Supplied entries |
*****
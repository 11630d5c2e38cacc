use serde::{Deserialize, Serialize};

use crate::instructions::InstrDesc;

/// Documented NMOS 6502 operations. Addressing is carried separately by the
/// descriptor, so one `Op` covers every encoding of a mnemonic.
#[derive(Debug, Clone, Copy, PartialEq, Eq, Hash, Serialize, Deserialize)]
pub enum Op {
    Adc,
    And,
    Asl,
    Bcc,
    Bcs,
    Beq,
    Bit,
    Bmi,
    Bne,
    Bpl,
    Brk,
    Bvc,
    Bvs,
    Clc,
    Cld,
    Cli,
    Clv,
    Cmp,
    Cpx,
    Cpy,
    Dec,
    Dex,
    Dey,
    Eor,
    Inc,
    Inx,
    Iny,
    Jmp,
    Jsr,
    Lda,
    Ldx,
    Ldy,
    Lsr,
    Nop,
    Ora,
    Pha,
    Php,
    Pla,
    Plp,
    Rol,
    Ror,
    Rti,
    Rts,
    Sbc,
    Sec,
    Sed,
    Sei,
    Sta,
    Stx,
    Sty,
    Tax,
    Tay,
    Tsx,
    Txa,
    Txs,
    Tya,
}

impl Op {
    /// Lowercase assembler mnemonic.
    pub const fn mnemonic(self) -> &'static str {
        match self {
            Op::Adc => "adc",
            Op::And => "and",
            Op::Asl => "asl",
            Op::Bcc => "bcc",
            Op::Bcs => "bcs",
            Op::Beq => "beq",
            Op::Bit => "bit",
            Op::Bmi => "bmi",
            Op::Bne => "bne",
            Op::Bpl => "bpl",
            Op::Brk => "brk",
            Op::Bvc => "bvc",
            Op::Bvs => "bvs",
            Op::Clc => "clc",
            Op::Cld => "cld",
            Op::Cli => "cli",
            Op::Clv => "clv",
            Op::Cmp => "cmp",
            Op::Cpx => "cpx",
            Op::Cpy => "cpy",
            Op::Dec => "dec",
            Op::Dex => "dex",
            Op::Dey => "dey",
            Op::Eor => "eor",
            Op::Inc => "inc",
            Op::Inx => "inx",
            Op::Iny => "iny",
            Op::Jmp => "jmp",
            Op::Jsr => "jsr",
            Op::Lda => "lda",
            Op::Ldx => "ldx",
            Op::Ldy => "ldy",
            Op::Lsr => "lsr",
            Op::Nop => "nop",
            Op::Ora => "ora",
            Op::Pha => "pha",
            Op::Php => "php",
            Op::Pla => "pla",
            Op::Plp => "plp",
            Op::Rol => "rol",
            Op::Ror => "ror",
            Op::Rti => "rti",
            Op::Rts => "rts",
            Op::Sbc => "sbc",
            Op::Sec => "sec",
            Op::Sed => "sed",
            Op::Sei => "sei",
            Op::Sta => "sta",
            Op::Stx => "stx",
            Op::Sty => "sty",
            Op::Tax => "tax",
            Op::Tay => "tay",
            Op::Tsx => "tsx",
            Op::Txa => "txa",
            Op::Txs => "txs",
            Op::Tya => "tya",
        }
    }

    pub const fn is_branch(self) -> bool {
        matches!(
            self,
            Op::Bcc | Op::Bcs | Op::Beq | Op::Bmi | Op::Bne | Op::Bpl | Op::Bvc | Op::Bvs
        )
    }
}

pub trait Decoder {
    fn decode(&self, opcode: u8) -> Option<&'static InstrDesc>;
}
pub mod model;

pub use model::{is_mapped, load_raw_bin, read_u16, read_u8, split_ines, Image, InesHeader, Segment};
*****
Directions | Give a count of the lines above that include the word "mnemonic", and add nothing to it.

Task result | 3